With the provided differential backup file, the `CloudSeedProvider` searches the directory containing differential backup files for a xref:backup-restore/online-backup.adoc#backup-chain[backup chain] ending at the specified differential backup, and then seeds using this backup chain.

[.tabbed-example]
=====
[role=include-with-AWS-S3]
======

include::partial$/aws-s3-overrides.adoc[]

include::partial$/aws-s3-credentials.adoc[]

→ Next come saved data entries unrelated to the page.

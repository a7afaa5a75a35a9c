//! Coarse health derived from lifecycle and queue pressure.

use serde::Serialize;

/// Overall health classification.
#[derive(Clone, Copy, Debug, PartialEq, Eq, Serialize)]
#[serde(rename_all = "SCREAMING_SNAKE_CASE")]
pub enum HealthStatus {
    /// Running with headroom.
    Healthy,
    /// Running but close to a resource limit.
    Degraded,
    /// Not running.
    Unhealthy,
}

/// Snapshot polled by dashboards and the CLI.
#[derive(Clone, Debug, PartialEq, Eq, Serialize)]
pub struct HealthReport {
    /// Classification.
    pub status: HealthStatus,
    /// Human-readable explanation.
    pub message: String,
    /// Milliseconds since the last start; zero when stopped.
    pub uptime_ms: u64,
    /// Items waiting in the bounded queue.
    pub queue_size: usize,
    /// Bounded queue capacity.
    pub queue_capacity: usize,
}

impl HealthReport {
    /// Classifies a bus: unhealthy when stopped, degraded above 90% occupancy.
    pub fn assess(running: bool, uptime_ms: u64, queue_size: usize, queue_capacity: usize) -> Self {
        let (status, message) = if !running {
            (HealthStatus::Unhealthy, "not running")
        } else if queue_capacity > 0 && queue_size * 10 > queue_capacity * 9 {
            (HealthStatus::Degraded, "queue near capacity")
        } else {
            (HealthStatus::Healthy, "ok")
        };
        Self {
            status,
            message: message.to_string(),
            uptime_ms: if running { uptime_ms } else { 0 },
            queue_size,
            queue_capacity,
        }
    }

    /// Convenience for `status == Healthy`.
    pub fn is_healthy(&self) -> bool {
        self.status == HealthStatus::Healthy
    }
}

#[cfg(test)]
mod tests {
    use super::*;

    #[test]
    fn stopped_is_unhealthy() {
        let report = HealthReport::assess(false, 1234, 0, 100);
        assert_eq!(report.status, HealthStatus::Unhealthy);
        assert_eq!(report.uptime_ms, 0);
    }

    #[test]
    fn degraded_only_strictly_above_ninety_percent() {
        assert_eq!(HealthReport::assess(true, 1, 90, 100).status, HealthStatus::Healthy);
        assert_eq!(HealthReport::assess(true, 1, 91, 100).status, HealthStatus::Degraded);
        assert_eq!(HealthReport::assess(true, 1, 10, 10).status, HealthStatus::Degraded);
        assert!(HealthReport::assess(true, 1, 9, 10).is_healthy());
    }
}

. Create database from `myBackup.backup`.
+
[source,shell, role="nocopy"]
----
CREATE DATABASE foo OPTIONS { existingData: 'use', seedURI: 's3://myBucket/myBackup.backup' }
----

======
[role=include-with-Google-cloud-storage]
======

include::partial$/gcs-credentials.adoc[]

. Create database from `myBackup.backup`.
+
[source,shell]
----
CREATE DATABASE foo OPTIONS { existingData: 'use', seedURI: 'gs://myBucket/myBackup.backup' }
----
======
[role=include-with-Azure-cloud-storage]
======

include::partial$/azb-credentials.adoc[]

. Create database from `myBackup.backup`.
+
[source,shell]
----
CREATE DATABASE foo OPTIONS { existingData: 'use', seedURI: 'azb://myStorageAccount/myContainer/myBackup.backup' }
----
======
=====

Starting from Neo4j 2025.01, the `CloudSeedProvider` supports seeding up to a specific date or transaction ID using the `seedRestoreUntil` option.

[role=label--new-2025.01]
Seed up to a specific date::

To seed up to a specific date, you need to pass the differential backup, which contains the data up to that date.
+
[source,shell]
----
CREATE DATABASE foo OPTIONS { existingData: 'use', seedURI: 's3://myBucket/myBackup.backup', seedRestoreUntil: datetime("2019-06-01T18:40:32.142+0100") }
----
+
This will seed the database with transactions committed before the provided timestamp.

[role=label--new-2025.01]
Seed up to a specific transaction ID::

To seed up to a specific transaction ID, you need to pass the differential backup that contains the data up to that transaction ID.
+
[source,shell]
----
CREATE DATABASE foo OPTIONS { existingData: 'use', seedURI: 's3://myBucket/myBackup.backup', seedRestoreUntil: 123 }
----
+
This will seed the database with transactions up to, but not including transaction 123.

[role=label--deprecated]
[[s3-seed-provider]]
==== S3SeedProvider

// When Cypher 25 is released, we have to label this section 'Cypher 5' as this functionality is only available in Cypher 5.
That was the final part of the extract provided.